Aliños y Acompañamientos para Carpaccio de Ternera
El aderezo más común para el carpaccio de ternera es la salsa citronette, una mezcla de zumo de limón, aceite de oliva virgen extra, sal y pimienta. Esta salsa se mezcla en un bol grande, y para que emulsione bien, se recomienda usar una batidora eléctrica con varillas. Una vez cortada la ternera, se sazona y se le añade la salsa citronette, dejando macerar la carne unos 5 minutos para que coja sabor y se ablande. Se sirve frío, y se debe consumir al momento, o como máximo, se puede guardar hasta 24 horas en la nevera, cubierto con film transparente.
Además de la citronette, se pueden usar otras vinagretas para el carpaccio de ternera, por ejemplo, utilizando vinagre de Módena en lugar de limón. Otras opciones incluyen el pesto (verde o rosso) o una salsa de mostaza, limón y miel. El queso parmesano es un acompañamiento tradicional, que se puede servir en polvo o en lascas.
Para acompañar, el verde sienta muy bien a este plato: albahaca, canónigos, mezclum de brotes verdes. También se pueden añadir frutos secos como pistachos, nueces, pipas, almendras o piñones. Otra idea es hacer una tostada con el carpaccio, añadiéndole un pan crujiente y un toque dulce como el higo. Todo ello, regado con un buen vino tinto, crea un maridaje perfecto.

Otros Tipos de Carpaccio
A día de hoy, son muchos los restaurantes que han incorporado esta receta dentro de sus cartas con ingredientes diferentes. Aunque la receta original es con carne de vacuno, existen muchas variedades:
- Carpaccio de Pescado: Se puede utilizar salmón, bacalao o incluso pulpo. Si se quiere cocinar un exquisito carpaccio de bacalao, solo se necesita un poco de aceite de oliva, tomate, orégano, alcaparras y olivas negras.

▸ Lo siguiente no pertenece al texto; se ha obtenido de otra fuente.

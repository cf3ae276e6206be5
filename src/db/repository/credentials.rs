//! Credential repository

use sqlx::PgPool;

use crate::db::models::CredentialRow;
use crate::models::{HealthStatus, NewCredential};

const CREDENTIAL_COLUMNS: &str =
    "id, provider_id, server_url, username, password, max_connections, is_active, health_status";

pub async fn find_by_id(pool: &PgPool, id: i64) -> Result<Option<CredentialRow>, sqlx::Error> {
    sqlx::query_as::<_, CredentialRow>(&format!(
        "SELECT {} FROM credentials WHERE id = $1",
        CREDENTIAL_COLUMNS
    ))
    .bind(id)
    .fetch_optional(pool)
    .await
}

/// All credentials, optionally restricted to one provider
pub async fn list(
    pool: &PgPool,
    provider_id: Option<i64>,
) -> Result<Vec<CredentialRow>, sqlx::Error> {
    match provider_id {
        Some(pid) => {
            sqlx::query_as::<_, CredentialRow>(&format!(
                "SELECT {} FROM credentials WHERE provider_id = $1 ORDER BY id",
                CREDENTIAL_COLUMNS
            ))
            .bind(pid)
            .fetch_all(pool)
            .await
        }
        None => {
            sqlx::query_as::<_, CredentialRow>(&format!(
                "SELECT {} FROM credentials ORDER BY id",
                CREDENTIAL_COLUMNS
            ))
            .fetch_all(pool)
            .await
        }
    }
}

/// Active credentials of a provider in insertion order
pub async fn active_for_provider(
    pool: &PgPool,
    provider_id: i64,
) -> Result<Vec<CredentialRow>, sqlx::Error> {
    sqlx::query_as::<_, CredentialRow>(&format!(
        "SELECT {} FROM credentials WHERE provider_id = $1 AND is_active = TRUE ORDER BY id",
        CREDENTIAL_COLUMNS
    ))
    .bind(provider_id)
    .fetch_all(pool)
    .await
}

pub async fn insert(
    pool: &PgPool,
    credential: &NewCredential,
) -> Result<CredentialRow, sqlx::Error> {
    sqlx::query_as::<_, CredentialRow>(&format!(
        r#"
        INSERT INTO credentials (provider_id, server_url, username, password, max_connections, is_active)
        VALUES ($1, $2, $3, $4, $5, $6)
        RETURNING {}
        "#,
        CREDENTIAL_COLUMNS
    ))
    .bind(credential.provider_id)
    .bind(&credential.server_url)
    .bind(&credential.username)
    .bind(&credential.password)
    .bind(credential.max_connections)
    .bind(credential.is_active)
    .fetch_one(pool)
    .await
}

pub async fn update(
    pool: &PgPool,
    id: i64,
    credential: &NewCredential,
) -> Result<Option<CredentialRow>, sqlx::Error> {
    sqlx::query_as::<_, CredentialRow>(&format!(
        r#"
        UPDATE credentials
        SET provider_id = $2, server_url = $3, username = $4, password = $5,
            max_connections = $6, is_active = $7
        WHERE id = $1
        RETURNING {}
        "#,
        CREDENTIAL_COLUMNS
    ))
    .bind(id)
    .bind(credential.provider_id)
    .bind(&credential.server_url)
    .bind(&credential.username)
    .bind(&credential.password)
    .bind(credential.max_connections)
    .bind(credential.is_active)
    .fetch_optional(pool)
    .await
}

/// Delete a credential; its sessions cascade
pub async fn delete(pool: &PgPool, id: i64) -> Result<u64, sqlx::Error> {
    let result = sqlx::query("DELETE FROM credentials WHERE id = $1")
        .bind(id)
        .execute(pool)
        .await?;

    Ok(result.rows_affected())
}

pub async fn set_health(pool: &PgPool, id: i64, status: HealthStatus) -> Result<(), sqlx::Error> {
    sqlx::query("UPDATE credentials SET health_status = $2 WHERE id = $1")
        .bind(id)
        .bind(status.to_string())
        .execute(pool)
        .await?;

    Ok(())
}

- Carpaccio de Mariscos: Podrás utilizar todo tipo de gambas (común, roja…), así como langostinos o gambones.
- Carpaccio Vegetariano: Una opción muy rica y saludable es el carpaccio de calabacín o de champiñones. Es una receta muy fresquita para el verano.
- Carpaccio de Presa Ibérica: Una opción gourmet, como el carpaccio de presa ibérica con virutas de foie.

Preparación y Presentación
El proceso de emplatado es muy sencillo. En un plato, se ponen las láminas de carne cruda (aproximadamente 100 gramos por persona), ordenándolas sobreponiendo una al lado de la otra hasta llenar el plato. Acto seguido, se añade la carne fina y, sobre esta, virutas de parmesano. Al momento de servir, se aliña la carne con jugo de limón, aceite de oliva, sal de mar y pimienta. Se espolvorea queso parmesano, rúcula y alcaparras.